**** PROVIDED ENTRIES

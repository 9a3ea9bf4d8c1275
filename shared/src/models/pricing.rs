//! Price breakdown shared by quotes and tariffs

use rust_decimal::Decimal;
use serde::{Deserialize, Serialize};

use super::cost::CostComponent;
use super::sale_line::SaleLineItem;

/// Cost basis, sale lines and every derived financial figure of a record
///
/// Monetary fields are rounded to cents; `realized_margin_percent` to two
/// decimals.
#[derive(Debug, Clone, PartialEq, Eq, Serialize, Deserialize)]
pub struct PriceBreakdown {
    pub cost_components: Vec<CostComponent>,
    pub sale_line_items: Vec<SaleLineItem>,
    /// Target margin (fraction of sale price, in percent)
    #[serde(with = "rust_decimal::serde::float")]
    pub margin_percent: Decimal,
    #[serde(with = "rust_decimal::serde::float")]
    pub tax_rate_percent: Decimal,
    /// Σ cost_components.amount
    #[serde(with = "rust_decimal::serde::float")]
    pub total_cost: Decimal,
    /// Σ sale_line_items.amount
    #[serde(with = "rust_decimal::serde::float")]
    pub subtotal: Decimal,
    #[serde(with = "rust_decimal::serde::float")]
    pub tax_amount: Decimal,
    /// subtotal + tax_amount
    #[serde(with = "rust_decimal::serde::float")]
    pub total: Decimal,
    /// subtotal - total_cost
    #[serde(with = "rust_decimal::serde::float")]
    pub profit: Decimal,
    #[serde(with = "rust_decimal::serde::float")]
    pub realized_margin_percent: Decimal,
}
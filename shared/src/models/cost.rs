//! Cost Component Model

use rust_decimal::Decimal;
use serde::{Deserialize, Serialize};

/// Name of the seed cost line created from a route catalog entry
pub const BASE_COST_NAME: &str = "Flete Marítimo / Tarifa Base";

/// Cost concepts offered by the tariff editor: (name, is_base)
pub const COST_TEMPLATES: &[(&str, bool)] = &[
    ("Flete Marítimo", true),
    ("Flete Ferroviario", false),
    ("Última Milla", false),
    ("Maniobras Terminal Portuaria", false),
    ("Maniobras Terminal Intermodal", false),
    ("Despacho Aduanal", false),
    ("Seguro de Carga", false),
    ("Almacenaje Base", false),
];

/// A named cost line item of a shipment or route
#[derive(Debug, Clone, PartialEq, Eq, Serialize, Deserialize)]
pub struct CostComponent {
    pub name: String,
    /// Non-negative amount, rounded to cents
    #[serde(with = "rust_decimal::serde::float")]
    pub amount: Decimal,
    /// Marks the primary freight-rate cost (display only)
    #[serde(default)]
    pub is_base: bool,
}

impl CostComponent {
    pub fn new(name: impl Into<String>, amount: Decimal) -> Self {
        Self {
            name: name.into(),
            amount,
            is_base: false,
        }
    }

    /// Create the primary freight-rate cost line
    pub fn base(name: impl Into<String>, amount: Decimal) -> Self {
        Self {
            name: name.into(),
            amount,
            is_base: true,
        }
    }
}
//! Margin Calculator
//!
//! Margin is a fraction of the sale price, not a markup on cost:
//! `price = cost / (1 - margin/100)`. A 25% margin on a 10 000 cost yields a
//! 13 333.33 price, of which 3 333.33 (25%) is profit.

use rust_decimal::prelude::*;

use crate::core::{PricingError, PricingResult};
use crate::utils::money::out_of_range;

/// Margin shortcuts offered by the quoting screens. Any value in [0, 100) is
/// accepted by the engine.
pub const MARGIN_PRESETS: [u32; 4] = [30, 25, 20, 15];

/// Validate a margin percentage: `0 <= m < 100`
pub fn validate_margin(margin_percent: Decimal) -> PricingResult<Decimal> {
    if margin_percent.is_sign_negative() && !margin_percent.is_zero() {
        return Err(PricingError::invalid_margin(margin_percent));
    }
    if margin_percent >= Decimal::ONE_HUNDRED {
        return Err(PricingError::invalid_margin(margin_percent));
    }
    Ok(margin_percent)
}

/// Validate a wire margin value
pub fn parse_margin(margin_percent: f64) -> PricingResult<Decimal> {
    if !margin_percent.is_finite() {
        return Err(PricingError::invalid_margin(margin_percent));
    }
    let margin =
        Decimal::from_f64(margin_percent).ok_or_else(|| PricingError::invalid_margin(margin_percent))?;
    validate_margin(margin)
}

/// `1 - margin/100`
#[inline]
fn keep_ratio(margin_percent: Decimal) -> Decimal {
    Decimal::ONE - margin_percent / Decimal::ONE_HUNDRED
}

/// Invert a total cost and target margin into a suggested sale price
///
/// Returns the unrounded price; callers round when materializing a record.
/// A zero cost yields a zero price for any valid margin.
pub fn compute_suggested_price(total_cost: Decimal, margin_percent: Decimal) -> PricingResult<Decimal> {
    let margin = validate_margin(margin_percent)?;
    if total_cost.is_sign_negative() && !total_cost.is_zero() {
        return Err(PricingError::invalid_amount(
            "total_cost",
            format!("must be non-negative, got {}", total_cost),
        ));
    }
    if total_cost.is_zero() {
        return Ok(Decimal::ZERO);
    }

    total_cost
        .checked_div(keep_ratio(margin))
        .ok_or_else(|| out_of_range("suggested_price"))
}

/// Equivalent markup on cost for a margin on price: `m / (100 - m) * 100`
pub fn markup_percent(margin_percent: Decimal) -> PricingResult<Decimal> {
    let margin = validate_margin(margin_percent)?;
    margin
        .checked_div(Decimal::ONE_HUNDRED - margin)
        .and_then(|ratio| ratio.checked_mul(Decimal::ONE_HUNDRED))
        .ok_or_else(|| out_of_range("markup_percent"))
}

/// Cost implied by a sale amount priced at `margin_percent`: `sale * (1 - m/100)`
pub fn implied_cost(sale: Decimal, margin_percent: Decimal) -> PricingResult<Decimal> {
    let margin = validate_margin(margin_percent)?;
    sale.checked_mul(keep_ratio(margin))
        .ok_or_else(|| out_of_range("implied_cost"))
}

/// Profit as a percentage of the sale price; zero when there is no sale
pub fn realized_margin_percent(subtotal: Decimal, profit: Decimal) -> Decimal {
    if subtotal > Decimal::ZERO {
        profit / subtotal * Decimal::ONE_HUNDRED
    } else {
        Decimal::ZERO
    }
}

#[cfg(test)]
mod tests {
    use super::*;
    use crate::utils::round_money;
    use rust_decimal_macros::dec;

    #[test]
    fn test_suggested_price_inverts_margin() {
        let price = compute_suggested_price(dec!(10000), dec!(20)).unwrap();
        assert_eq!(price, dec!(12500));

        let price = compute_suggested_price(dec!(10000), dec!(25)).unwrap();
        assert_eq!(round_money(price), dec!(13333.33));
    }

    #[test]
    fn test_suggested_price_matches_formula_for_presets() {
        let cost = dec!(21000);
        for preset in MARGIN_PRESETS {
            let margin = Decimal::from(preset);
            let price = compute_suggested_price(cost, margin).unwrap();
            let expected = cost / (Decimal::ONE - margin / dec!(100));
            assert_eq!(price, expected);
            // Profit share of the price equals the margin
            let realized = realized_margin_percent(price, price - cost);
            assert_eq!(realized.round_dp(6), margin);
        }
    }

    #[test]
    fn test_zero_margin_returns_cost() {
        assert_eq!(compute_suggested_price(dec!(8123.45), dec!(0)).unwrap(), dec!(8123.45));
    }

    #[test]
    fn test_zero_cost_returns_zero() {
        assert_eq!(compute_suggested_price(dec!(0), dec!(99.9)).unwrap(), dec!(0));
    }

    #[test]
    fn test_full_margin_rejected() {
        let err = compute_suggested_price(dec!(100), dec!(100)).unwrap_err();
        assert!(matches!(err, PricingError::InvalidMargin { .. }));
        assert!(compute_suggested_price(dec!(0), dec!(150)).is_err());
    }

    #[test]
    fn test_negative_inputs_rejected() {
        assert!(matches!(
            compute_suggested_price(dec!(-1), dec!(20)).unwrap_err(),
            PricingError::InvalidAmount { .. }
        ));
        assert!(matches!(
            compute_suggested_price(dec!(100), dec!(-5)).unwrap_err(),
            PricingError::InvalidMargin { .. }
        ));
    }

    #[test]
    fn test_price_overflow_is_an_error() {
        let margin = dec!(99.99999999999999999999999);
        let err = compute_suggested_price(dec!(1000000000000000), margin).unwrap_err();
        assert_eq!(err, out_of_range("suggested_price"));
        assert!(compute_suggested_price(Decimal::MAX, dec!(50)).is_err());
    }

    #[test]
    fn test_parse_margin() {
        assert_eq!(parse_margin(25.0).unwrap(), dec!(25));
        assert!(parse_margin(f64::NAN).is_err());
        assert!(parse_margin(100.0).is_err());
        assert!(parse_margin(99.99).is_ok());
    }

    #[test]
    fn test_markup_percent() {
        assert_eq!(markup_percent(dec!(20)).unwrap(), dec!(25));
        assert_eq!(markup_percent(dec!(50)).unwrap(), dec!(100));
        assert_eq!(markup_percent(dec!(0)).unwrap(), dec!(0));
    }

    #[test]
    fn test_implied_cost() {
        assert_eq!(implied_cost(dec!(1000), dec!(20)).unwrap(), dec!(800));
        assert_eq!(implied_cost(dec!(0), dec!(20)).unwrap(), dec!(0));
    }

    #[test]
    fn test_realized_margin_zero_subtotal() {
        assert_eq!(realized_margin_percent(dec!(0), dec!(-10)), dec!(0));
        assert_eq!(realized_margin_percent(dec!(500), dec!(500)), dec!(100));
    }
}
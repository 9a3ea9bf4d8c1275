//! Sale Line Allocator
//!
//! Turns either explicit sale lines or a weighted template into the list of
//! sale line items whose sum is the quote subtotal.

use rust_decimal::prelude::*;
use shared::SaleLineItem;
use shared::models::SaleCategory;
use shared::request::{SaleLineInput, TemplateWeight};

use crate::core::{PricingError, PricingResult};
use crate::utils::money::{checked_sum, out_of_range, parse_amount, round_money, to_decimal};

/// Allowed deviation of template weights from 100 percentage points (0.5)
pub const DEFAULT_WEIGHT_TOLERANCE: Decimal = Decimal::from_parts(5, 0, 0, false, 1);

/// Default auto-distribute template (70 / 12 / 18)
pub fn default_template() -> Vec<TemplateWeight> {
    vec![
        TemplateWeight::new("Flete Internacional", SaleCategory::Tariff, 70.0),
        TemplateWeight::new("Despacho Aduanal", SaleCategory::Tariff, 12.0),
        TemplateWeight::new("Maniobras y Handling", SaleCategory::Tariff, 18.0),
    ]
}

/// Sum of sale line amounts
pub fn sum_lines(lines: &[SaleLineItem]) -> PricingResult<Decimal> {
    checked_sum(lines.iter().map(|l| l.amount), "sale_line_items")
}

#[derive(Debug, Clone)]
pub struct SaleLineAllocator {
    tolerance: Decimal,
}

impl Default for SaleLineAllocator {
    fn default() -> Self {
        Self::new(DEFAULT_WEIGHT_TOLERANCE)
    }
}

impl SaleLineAllocator {
    pub fn new(tolerance: Decimal) -> Self {
        Self {
            tolerance: tolerance.abs(),
        }
    }

    pub fn tolerance(&self) -> Decimal {
        self.tolerance
    }

    /// Validate explicit sale lines; amounts are kept verbatim (in cents)
    pub fn manual(&self, lines: &[SaleLineInput]) -> PricingResult<Vec<SaleLineItem>> {
        lines
            .iter()
            .enumerate()
            .map(|(i, line)| {
                let amount = parse_amount(line.amount, &format!("sale_line_items[{}].amount", i))?;
                Ok(SaleLineItem::new(line.name.clone(), line.category, amount))
            })
            .collect()
    }

    /// Split `price` across the template by weight
    ///
    /// Each share is rounded to cents and the residual lands on the last
    /// entry, so the lines sum to the rounded price exactly.
    pub fn distribute(
        &self,
        price: Decimal,
        template: &[TemplateWeight],
    ) -> PricingResult<Vec<SaleLineItem>> {
        if template.is_empty() {
            return Err(PricingError::AllocationRounding {
                sum: Decimal::ZERO,
                tolerance: self.tolerance,
            });
        }
        if price.is_sign_negative() && !price.is_zero() {
            return Err(PricingError::invalid_amount(
                "price",
                format!("must be non-negative, got {}", price),
            ));
        }

        let mut weights = Vec::with_capacity(template.len());
        for (i, entry) in template.iter().enumerate() {
            let field = format!("auto_distribute.template_weights[{}].weight_percent", i);
            let weight = to_decimal(entry.weight_percent, &field)?;
            if weight.is_sign_negative() && !weight.is_zero() {
                return Err(PricingError::invalid_amount(
                    field,
                    format!("must be non-negative, got {}", weight),
                ));
            }
            weights.push(weight);
        }

        let weight_sum = checked_sum(weights.iter().copied(), "auto_distribute.template_weights")?;
        if (weight_sum - Decimal::ONE_HUNDRED).abs() > self.tolerance {
            return Err(PricingError::AllocationRounding {
                sum: weight_sum,
                tolerance: self.tolerance,
            });
        }

        let target = round_money(price);
        let mut lines = template
            .iter()
            .zip(&weights)
            .map(|(entry, weight)| {
                let share = target
                    .checked_mul(*weight)
                    .map(|v| v / Decimal::ONE_HUNDRED)
                    .ok_or_else(|| out_of_range("price"))?;
                Ok(SaleLineItem::new(entry.name.clone(), entry.category, round_money(share)))
            })
            .collect::<PricingResult<Vec<_>>>()?;

        let residual = target - sum_lines(&lines)?;
        if let Some(last) = lines.last_mut() {
            last.amount += residual;
            if last.amount.is_sign_negative() && !last.amount.is_zero() {
                return Err(PricingError::AllocationRounding {
                    sum: weight_sum,
                    tolerance: self.tolerance,
                });
            }
        }

        tracing::debug!(
            target = %target,
            weight_sum = %weight_sum,
            residual = %residual,
            lines = lines.len(),
            "Distributed sale lines"
        );

        Ok(lines)
    }
}

#[cfg(test)]
mod tests {
    use super::*;
    use rust_decimal_macros::dec;

    fn amounts(lines: &[SaleLineItem]) -> Vec<Decimal> {
        lines.iter().map(|l| l.amount).collect()
    }

    #[test]
    fn test_default_template_even_price() {
        let allocator = SaleLineAllocator::default();
        let lines = allocator.distribute(dec!(10000), &default_template()).unwrap();
        assert_eq!(amounts(&lines), vec![dec!(7000.00), dec!(1200.00), dec!(1800.00)]);
        assert_eq!(lines[0].name, "Flete Internacional");
        assert_eq!(lines[2].name, "Maniobras y Handling");
        assert!(lines.iter().all(|l| l.category == SaleCategory::Tariff));
    }

    #[test]
    fn test_default_template_residual_on_last() {
        let allocator = SaleLineAllocator::default();
        let lines = allocator.distribute(dec!(10001), &default_template()).unwrap();
        // 7000.70 + 1200.12 + 1800.18 = 10001.00
        assert_eq!(sum_lines(&lines).unwrap(), dec!(10001.00));
        assert_eq!(lines[0].amount, dec!(7000.70));
        assert_eq!(lines[1].amount, dec!(1200.12));
        assert_eq!(lines[2].amount, dec!(1800.18));
    }

    #[test]
    fn test_rounding_residual_assigned_to_last() {
        let allocator = SaleLineAllocator::default();
        let template = vec![
            TemplateWeight::new("A", SaleCategory::Tariff, 33.33),
            TemplateWeight::new("B", SaleCategory::Tariff, 33.33),
            TemplateWeight::new("C", SaleCategory::Extra, 33.34),
        ];
        let lines = allocator.distribute(dec!(100.01), &template).unwrap();
        assert_eq!(lines[0].amount, dec!(33.33));
        assert_eq!(lines[1].amount, dec!(33.33));
        assert_eq!(lines[2].amount, dec!(33.35));
        assert_eq!(sum_lines(&lines).unwrap(), dec!(100.01));
        assert_eq!(lines[2].category, SaleCategory::Extra);
    }

    #[test]
    fn test_target_is_rounded_first() {
        let allocator = SaleLineAllocator::default();
        let lines = allocator.distribute(dec!(13333.3333), &default_template()).unwrap();
        assert_eq!(sum_lines(&lines).unwrap(), dec!(13333.33));
    }

    #[test]
    fn test_weights_outside_tolerance_rejected() {
        let allocator = SaleLineAllocator::default();
        let template = vec![
            TemplateWeight::new("A", SaleCategory::Tariff, 70.0),
            TemplateWeight::new("B", SaleCategory::Tariff, 20.0),
        ];
        let err = allocator.distribute(dec!(1000), &template).unwrap_err();
        assert_eq!(
            err,
            PricingError::AllocationRounding {
                sum: dec!(90),
                tolerance: dec!(0.5),
            }
        );
    }

    #[test]
    fn test_weights_within_tolerance_accepted() {
        let allocator = SaleLineAllocator::default();
        let template = vec![
            TemplateWeight::new("A", SaleCategory::Tariff, 50.0),
            TemplateWeight::new("B", SaleCategory::Tariff, 49.75),
        ];
        let lines = allocator.distribute(dec!(1000), &template).unwrap();
        assert_eq!(lines[0].amount, dec!(500.00));
        // Residual absorbs the missing quarter point
        assert_eq!(lines[1].amount, dec!(500.00));
    }

    #[test]
    fn test_custom_tolerance() {
        let allocator = SaleLineAllocator::new(dec!(0));
        let template = vec![
            TemplateWeight::new("A", SaleCategory::Tariff, 50.0),
            TemplateWeight::new("B", SaleCategory::Tariff, 49.75),
        ];
        assert!(allocator.distribute(dec!(1000), &template).is_err());
        assert_eq!(allocator.tolerance(), dec!(0));
    }

    #[test]
    fn test_empty_template_rejected() {
        let err = SaleLineAllocator::default()
            .distribute(dec!(1000), &[])
            .unwrap_err();
        assert!(matches!(err, PricingError::AllocationRounding { .. }));
    }

    #[test]
    fn test_negative_weight_rejected() {
        let template = vec![
            TemplateWeight::new("A", SaleCategory::Tariff, 110.0),
            TemplateWeight::new("B", SaleCategory::Tariff, -10.0),
        ];
        let err = SaleLineAllocator::default()
            .distribute(dec!(1000), &template)
            .unwrap_err();
        match err {
            PricingError::InvalidAmount { field, .. } => {
                assert_eq!(field, "auto_distribute.template_weights[1].weight_percent");
            }
            other => panic!("unexpected error: {other:?}"),
        }
    }

    #[test]
    fn test_non_finite_weight_rejected() {
        let template = vec![TemplateWeight::new("A", SaleCategory::Tariff, f64::NAN)];
        let err = SaleLineAllocator::default()
            .distribute(dec!(1000), &template)
            .unwrap_err();
        assert!(matches!(err, PricingError::InvalidAmount { .. }));
    }

    #[test]
    fn test_negative_last_line_rejected() {
        // Rounding overshoot on the leading shares cannot be absorbed by a
        // zero-weight last entry
        let allocator = SaleLineAllocator::default();
        let template = vec![
            TemplateWeight::new("A", SaleCategory::Tariff, 50.25),
            TemplateWeight::new("B", SaleCategory::Tariff, 50.25),
            TemplateWeight::new("C", SaleCategory::Tariff, 0.0),
        ];
        let err = allocator.distribute(dec!(1000), &template).unwrap_err();
        assert!(matches!(err, PricingError::AllocationRounding { .. }));
    }

    #[test]
    fn test_oversized_price_is_an_error() {
        let err = SaleLineAllocator::default()
            .distribute(Decimal::MAX, &default_template())
            .unwrap_err();
        assert_eq!(err, out_of_range("price"));
    }

    #[test]
    fn test_zero_price() {
        let lines = SaleLineAllocator::default()
            .distribute(dec!(0), &default_template())
            .unwrap();
        assert_eq!(sum_lines(&lines).unwrap(), dec!(0));
    }

    #[test]
    fn test_manual_lines_kept_verbatim() {
        let inputs = vec![
            SaleLineInput {
                name: "Flete Door-to-Door".into(),
                category: SaleCategory::Tariff,
                amount: 11000.0,
            },
            SaleLineInput {
                name: "Almacenaje".into(),
                category: SaleCategory::Extra,
                amount: 250.5,
            },
        ];
        let lines = SaleLineAllocator::default().manual(&inputs).unwrap();
        assert_eq!(amounts(&lines), vec![dec!(11000), dec!(250.50)]);
        assert_eq!(lines[1].category, SaleCategory::Extra);
    }

    #[test]
    fn test_manual_negative_line_rejected() {
        let inputs = vec![SaleLineInput {
            name: "Descuento".into(),
            category: SaleCategory::Extra,
            amount: -10.0,
        }];
        let err = SaleLineAllocator::default().manual(&inputs).unwrap_err();
        match err {
            PricingError::InvalidAmount { field, .. } => {
                assert_eq!(field, "sale_line_items[0].amount");
            }
            other => panic!("unexpected error: {other:?}"),
        }
    }
}
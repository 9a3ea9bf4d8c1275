//! Pre-approved tariffs
//!
//! # Modules
//!
//! - [`assembler`]: route-keyed pricing and revisions
//! - [`book`]: in-memory tariff store and lookup
//! - [`catalog`]: route catalog collaborator

pub mod assembler;
pub mod book;
pub mod catalog;

pub use assembler::{TariffAssembler, validate_route};
pub use book::TariffBook;
pub use catalog::{CatalogError, InMemoryRouteCatalog, RouteCatalog};
//! Unified error system for the quoting workspace
//!
//! - [`ErrorCode`]: Standardized numeric error codes
//! - [`ErrorCategory`]: Classification of errors by domain
//! - [`AppError`]: Rich error type with codes, messages, and details
//! - [`ApiResponse`]: Unified response envelope
//!
//! # Example
//!
//! ```
//! use shared::error::{AppError, ErrorCode, ApiResponse};
//!
//! let err = AppError::new(ErrorCode::InvalidMargin).with_detail("margin_percent", 100);
//! let response = ApiResponse::<()>::error(&err);
//! assert_eq!(response.code, Some(1002));
//! ```

mod category;
mod codes;
mod types;

pub use category::ErrorCategory;
pub use codes::{ErrorCode, InvalidErrorCode};
pub use types::{ApiResponse, AppError, AppResult};
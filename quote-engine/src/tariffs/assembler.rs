//! Tariff Assembler
//!
//! Same computation as quotes, keyed by a route identity.

use rust_decimal::Decimal;
use shared::models::{CostComponent, RouteKey, SaleLineItem, Tariff};
use shared::request::{TariffRequest, TariffRevision};

use crate::core::{Config, PricingError, PricingResult};
use crate::pricing::{CostLedger, parse_margin};
use crate::quotes::QuoteAssembler;
use crate::quotes::assembler::{SalePlan, has_synthetic_line};
use crate::utils::money::parse_tax_rate;

/// Trim origin, destination and container size; each must be non-empty
///
/// The transport mode is a closed enum and needs no check.
pub fn validate_route(route: &RouteKey) -> PricingResult<RouteKey> {
    let fields = [
        ("origin", &route.origin),
        ("destination", &route.destination),
        ("container_size", &route.container_size),
    ];
    for (name, value) in fields {
        if value.trim().is_empty() {
            return Err(PricingError::InvalidRoute(format!("{} is required", name)));
        }
    }
    Ok(RouteKey::new(
        route.origin.trim(),
        route.destination.trim(),
        route.transport_mode,
        route.container_size.trim(),
    ))
}

#[derive(Debug, Clone, Default)]
pub struct TariffAssembler {
    quotes: QuoteAssembler,
}

impl TariffAssembler {
    pub fn new(quotes: QuoteAssembler) -> Self {
        Self { quotes }
    }

    pub fn from_config(config: &Config) -> Self {
        Self::new(QuoteAssembler::from_config(config))
    }

    pub fn quotes(&self) -> &QuoteAssembler {
        &self.quotes
    }

    /// Assemble a tariff for `route` from typed components
    pub fn assemble(
        &self,
        route: RouteKey,
        cost_components: Vec<CostComponent>,
        sale_line_items: Option<Vec<SaleLineItem>>,
        margin_percent: Decimal,
        tax_rate_percent: Decimal,
    ) -> PricingResult<Tariff> {
        let route = validate_route(&route)?;
        let quote = self.quotes.assemble(
            cost_components,
            sale_line_items,
            margin_percent,
            tax_rate_percent,
        )?;
        Ok(Tariff {
            route,
            route_id: None,
            transit_days: None,
            pricing: quote.pricing,
        })
    }

    /// Assemble a tariff from the wire request shape
    pub fn assemble_request(&self, request: &TariffRequest) -> PricingResult<Tariff> {
        let route = validate_route(&request.route())?;
        let pricing = self.quotes.price_request(&request.pricing)?;

        tracing::debug!(
            route = %route.description(),
            mode = %route.transport_mode,
            total_sale = %pricing.subtotal,
            "Assembled tariff"
        );

        Ok(Tariff {
            route,
            route_id: request.route_id.clone().filter(|id| !id.trim().is_empty()),
            transit_days: request.transit_days,
            pricing,
        })
    }

    /// Re-assemble `current` with the revised fields, keeping its route
    ///
    /// Sale lines that were derived from the margin are derived again; manual
    /// lines are kept unless the revision replaces them.
    pub fn revise(&self, current: &Tariff, revision: &TariffRevision) -> PricingResult<Tariff> {
        let base = &current.pricing;

        let ledger = match &revision.cost_components {
            Some(inputs) => CostLedger::from_inputs(inputs)?,
            None => CostLedger::from_components(base.cost_components.clone())?,
        };
        let margin = match revision.margin_percent {
            Some(m) => parse_margin(m)?,
            None => base.margin_percent,
        };
        let tax_rate = match revision.tax_rate_percent {
            Some(rate) => parse_tax_rate(rate)?,
            None => base.tax_rate_percent,
        };
        let plan = match &revision.sale_line_items {
            Some(lines) if !lines.is_empty() => {
                SalePlan::Manual(self.quotes.allocator().manual(lines)?)
            }
            Some(_) => SalePlan::Suggested,
            None if has_synthetic_line(base) => SalePlan::Suggested,
            None => SalePlan::Manual(base.sale_line_items.clone()),
        };

        let pricing = self.quotes.price(ledger, plan, margin, tax_rate)?;
        Ok(Tariff {
            route: current.route.clone(),
            route_id: current.route_id.clone(),
            transit_days: revision.transit_days.or(current.transit_days),
            pricing,
        })
    }
}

********

— WHAT THE EXERCISE ASKS —
Pull out every line of the entries that includes the word "when".

— WRITTEN SOLUTION —
/// Returns the unrounded price; callers round when materializing a record.
/// Profit as a percentage of the sale price; zero when there is no sale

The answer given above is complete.